__WHAT IS NEEDED__.
Word for word, restate the entries below from their first line through the line that contains "and keeps the".

__TASK INPUT__.
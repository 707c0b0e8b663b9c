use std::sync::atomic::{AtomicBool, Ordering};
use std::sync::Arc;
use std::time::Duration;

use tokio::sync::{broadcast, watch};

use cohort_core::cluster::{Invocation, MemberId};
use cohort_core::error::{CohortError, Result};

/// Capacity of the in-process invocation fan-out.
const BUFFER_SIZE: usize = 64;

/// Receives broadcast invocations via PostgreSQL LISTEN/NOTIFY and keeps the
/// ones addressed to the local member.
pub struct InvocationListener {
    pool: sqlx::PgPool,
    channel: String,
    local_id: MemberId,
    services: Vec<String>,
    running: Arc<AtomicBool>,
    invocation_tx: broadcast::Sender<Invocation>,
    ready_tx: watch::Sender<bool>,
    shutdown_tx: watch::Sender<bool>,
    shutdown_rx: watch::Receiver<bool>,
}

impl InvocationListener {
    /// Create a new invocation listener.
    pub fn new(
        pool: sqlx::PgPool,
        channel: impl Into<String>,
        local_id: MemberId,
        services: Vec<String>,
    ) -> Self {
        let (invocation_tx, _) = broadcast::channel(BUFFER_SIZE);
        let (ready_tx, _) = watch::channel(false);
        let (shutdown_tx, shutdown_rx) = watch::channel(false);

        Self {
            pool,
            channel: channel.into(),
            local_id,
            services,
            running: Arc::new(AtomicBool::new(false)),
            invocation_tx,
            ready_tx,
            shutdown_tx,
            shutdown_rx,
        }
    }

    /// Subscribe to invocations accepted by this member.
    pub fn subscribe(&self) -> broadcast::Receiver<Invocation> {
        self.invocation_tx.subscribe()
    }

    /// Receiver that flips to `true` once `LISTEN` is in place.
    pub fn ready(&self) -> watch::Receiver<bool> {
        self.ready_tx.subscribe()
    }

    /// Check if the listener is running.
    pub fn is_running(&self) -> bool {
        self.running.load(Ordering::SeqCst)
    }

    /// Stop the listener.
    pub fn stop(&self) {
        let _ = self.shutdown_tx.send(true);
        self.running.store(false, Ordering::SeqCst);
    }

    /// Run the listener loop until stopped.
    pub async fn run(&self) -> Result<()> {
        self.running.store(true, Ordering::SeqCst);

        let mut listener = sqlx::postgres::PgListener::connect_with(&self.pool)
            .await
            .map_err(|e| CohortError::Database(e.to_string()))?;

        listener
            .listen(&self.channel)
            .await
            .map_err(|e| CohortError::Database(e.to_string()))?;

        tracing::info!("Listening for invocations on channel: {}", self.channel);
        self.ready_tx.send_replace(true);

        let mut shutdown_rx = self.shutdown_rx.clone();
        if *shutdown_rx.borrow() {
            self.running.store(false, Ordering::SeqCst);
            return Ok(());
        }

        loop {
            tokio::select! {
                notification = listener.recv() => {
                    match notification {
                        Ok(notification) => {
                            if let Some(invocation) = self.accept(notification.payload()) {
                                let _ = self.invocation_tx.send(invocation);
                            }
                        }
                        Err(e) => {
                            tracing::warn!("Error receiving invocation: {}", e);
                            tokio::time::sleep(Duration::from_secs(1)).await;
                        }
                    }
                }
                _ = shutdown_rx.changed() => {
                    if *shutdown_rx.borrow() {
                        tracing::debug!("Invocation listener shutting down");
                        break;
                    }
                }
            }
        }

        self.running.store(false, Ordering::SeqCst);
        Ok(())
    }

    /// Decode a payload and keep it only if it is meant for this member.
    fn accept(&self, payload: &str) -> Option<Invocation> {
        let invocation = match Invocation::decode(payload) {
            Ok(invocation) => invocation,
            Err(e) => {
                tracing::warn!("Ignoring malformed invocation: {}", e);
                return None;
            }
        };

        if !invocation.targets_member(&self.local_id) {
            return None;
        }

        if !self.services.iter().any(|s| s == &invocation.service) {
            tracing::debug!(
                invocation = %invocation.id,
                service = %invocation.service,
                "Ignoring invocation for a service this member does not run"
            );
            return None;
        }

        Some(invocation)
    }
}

__SOLUTION TO THE PROBLEM__.
repository 707c0b0e8b663b9c
use std::sync::atomic::{AtomicBool, Ordering};
use std::sync::Arc;
use std::time::Duration;

use tokio::sync::{broadcast, watch};

use cohort_core::cluster::{Invocation, MemberId};
use cohort_core::error::{CohortError, Result};

/// Capacity of the in-process invocation fan-out.
const BUFFER_SIZE: usize = 64;

/// Receives broadcast invocations via PostgreSQL LISTEN/NOTIFY and keeps the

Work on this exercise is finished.